*** Block opens ***

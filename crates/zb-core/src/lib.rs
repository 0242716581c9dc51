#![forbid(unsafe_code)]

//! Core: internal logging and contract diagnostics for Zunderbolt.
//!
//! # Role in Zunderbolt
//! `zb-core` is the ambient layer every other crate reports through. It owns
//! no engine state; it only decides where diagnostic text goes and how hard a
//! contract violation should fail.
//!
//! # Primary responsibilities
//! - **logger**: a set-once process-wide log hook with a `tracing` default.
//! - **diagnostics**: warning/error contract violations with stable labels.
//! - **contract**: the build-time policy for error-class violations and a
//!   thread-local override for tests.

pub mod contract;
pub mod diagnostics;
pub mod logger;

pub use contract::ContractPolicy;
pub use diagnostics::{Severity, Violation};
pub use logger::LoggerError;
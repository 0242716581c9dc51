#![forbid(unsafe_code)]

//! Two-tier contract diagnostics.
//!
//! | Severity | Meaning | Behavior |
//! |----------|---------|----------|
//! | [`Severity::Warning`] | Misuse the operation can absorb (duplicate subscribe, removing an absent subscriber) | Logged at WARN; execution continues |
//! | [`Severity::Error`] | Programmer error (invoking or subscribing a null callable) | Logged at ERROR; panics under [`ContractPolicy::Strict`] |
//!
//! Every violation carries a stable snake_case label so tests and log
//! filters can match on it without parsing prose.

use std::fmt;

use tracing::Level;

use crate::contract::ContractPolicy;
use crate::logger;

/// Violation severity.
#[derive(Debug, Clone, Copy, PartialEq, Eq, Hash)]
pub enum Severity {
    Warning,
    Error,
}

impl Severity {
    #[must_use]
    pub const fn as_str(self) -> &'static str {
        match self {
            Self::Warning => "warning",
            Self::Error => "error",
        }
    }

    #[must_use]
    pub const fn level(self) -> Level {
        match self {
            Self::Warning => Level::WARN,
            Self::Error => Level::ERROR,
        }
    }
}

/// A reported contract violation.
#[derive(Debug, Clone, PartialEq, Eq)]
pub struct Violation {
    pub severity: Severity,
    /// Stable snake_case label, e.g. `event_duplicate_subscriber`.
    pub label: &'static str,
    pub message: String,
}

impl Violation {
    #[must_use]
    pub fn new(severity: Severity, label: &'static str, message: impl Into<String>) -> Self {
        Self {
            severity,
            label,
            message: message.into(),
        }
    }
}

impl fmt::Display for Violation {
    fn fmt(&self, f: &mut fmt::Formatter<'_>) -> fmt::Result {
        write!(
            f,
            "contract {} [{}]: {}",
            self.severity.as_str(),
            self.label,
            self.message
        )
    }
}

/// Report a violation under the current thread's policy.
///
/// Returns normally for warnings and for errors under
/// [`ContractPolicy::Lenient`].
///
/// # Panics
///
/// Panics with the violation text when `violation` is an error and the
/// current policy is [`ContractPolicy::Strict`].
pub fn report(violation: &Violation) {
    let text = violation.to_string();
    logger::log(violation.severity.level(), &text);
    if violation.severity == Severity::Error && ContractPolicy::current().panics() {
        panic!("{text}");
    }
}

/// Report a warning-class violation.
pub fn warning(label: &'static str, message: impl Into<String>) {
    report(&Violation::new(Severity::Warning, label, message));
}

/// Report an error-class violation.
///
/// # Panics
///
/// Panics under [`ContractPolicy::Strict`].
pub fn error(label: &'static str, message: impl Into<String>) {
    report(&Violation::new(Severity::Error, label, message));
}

*** Block closes ***
*** Block opens ***

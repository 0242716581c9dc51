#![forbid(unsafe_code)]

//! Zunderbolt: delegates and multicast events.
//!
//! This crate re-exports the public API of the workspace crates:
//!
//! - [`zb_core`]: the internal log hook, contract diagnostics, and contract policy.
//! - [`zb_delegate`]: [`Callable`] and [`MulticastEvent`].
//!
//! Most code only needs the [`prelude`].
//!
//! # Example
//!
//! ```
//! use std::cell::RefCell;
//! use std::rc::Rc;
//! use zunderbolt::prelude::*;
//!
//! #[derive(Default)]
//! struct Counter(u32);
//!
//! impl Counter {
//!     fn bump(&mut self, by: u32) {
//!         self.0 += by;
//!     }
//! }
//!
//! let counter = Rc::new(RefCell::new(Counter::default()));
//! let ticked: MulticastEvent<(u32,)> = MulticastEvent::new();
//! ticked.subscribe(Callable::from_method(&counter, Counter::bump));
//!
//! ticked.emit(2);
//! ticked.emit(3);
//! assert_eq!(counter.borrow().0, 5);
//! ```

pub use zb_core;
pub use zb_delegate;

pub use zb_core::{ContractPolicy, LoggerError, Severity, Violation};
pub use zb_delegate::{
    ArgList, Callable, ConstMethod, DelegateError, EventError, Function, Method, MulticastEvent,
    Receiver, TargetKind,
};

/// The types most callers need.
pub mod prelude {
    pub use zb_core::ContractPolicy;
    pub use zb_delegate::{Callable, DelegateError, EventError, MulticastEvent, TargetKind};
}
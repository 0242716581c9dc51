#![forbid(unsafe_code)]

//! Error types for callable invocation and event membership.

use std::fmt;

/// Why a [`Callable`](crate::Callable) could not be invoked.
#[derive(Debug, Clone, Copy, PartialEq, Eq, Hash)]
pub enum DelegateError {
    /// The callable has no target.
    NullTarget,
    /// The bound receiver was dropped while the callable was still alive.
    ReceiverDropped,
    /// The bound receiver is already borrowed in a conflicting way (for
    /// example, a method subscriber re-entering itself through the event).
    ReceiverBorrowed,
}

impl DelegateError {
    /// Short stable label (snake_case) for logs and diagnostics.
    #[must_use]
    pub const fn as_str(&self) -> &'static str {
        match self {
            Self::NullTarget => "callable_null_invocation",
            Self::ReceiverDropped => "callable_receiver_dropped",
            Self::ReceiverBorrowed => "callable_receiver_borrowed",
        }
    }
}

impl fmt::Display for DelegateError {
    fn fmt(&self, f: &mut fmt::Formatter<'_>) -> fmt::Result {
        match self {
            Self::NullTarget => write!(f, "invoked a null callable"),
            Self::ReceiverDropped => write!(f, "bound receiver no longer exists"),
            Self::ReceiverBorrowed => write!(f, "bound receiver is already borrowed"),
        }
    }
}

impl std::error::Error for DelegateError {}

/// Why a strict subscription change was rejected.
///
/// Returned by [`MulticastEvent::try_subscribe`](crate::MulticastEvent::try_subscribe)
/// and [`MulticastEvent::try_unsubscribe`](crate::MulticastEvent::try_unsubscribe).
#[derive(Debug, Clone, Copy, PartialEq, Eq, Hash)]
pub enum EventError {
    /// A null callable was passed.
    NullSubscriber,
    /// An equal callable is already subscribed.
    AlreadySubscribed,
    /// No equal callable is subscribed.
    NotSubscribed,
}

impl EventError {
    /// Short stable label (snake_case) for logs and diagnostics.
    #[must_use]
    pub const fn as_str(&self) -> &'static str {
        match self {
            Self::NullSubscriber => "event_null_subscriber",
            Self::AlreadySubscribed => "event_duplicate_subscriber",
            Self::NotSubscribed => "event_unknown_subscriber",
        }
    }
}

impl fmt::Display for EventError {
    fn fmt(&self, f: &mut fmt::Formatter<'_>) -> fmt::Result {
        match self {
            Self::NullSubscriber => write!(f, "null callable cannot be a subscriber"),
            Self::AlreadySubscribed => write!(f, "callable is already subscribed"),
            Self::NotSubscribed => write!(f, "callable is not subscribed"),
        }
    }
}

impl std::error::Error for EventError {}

*** Block closes ***

# PROBLEM DESCRIPTION
Bring together all lines in the records where the word "LoggerError" is found.

# REPLY
pub use logger::LoggerError;
pub use zb_core::{ContractPolicy, LoggerError, Severity, Violation};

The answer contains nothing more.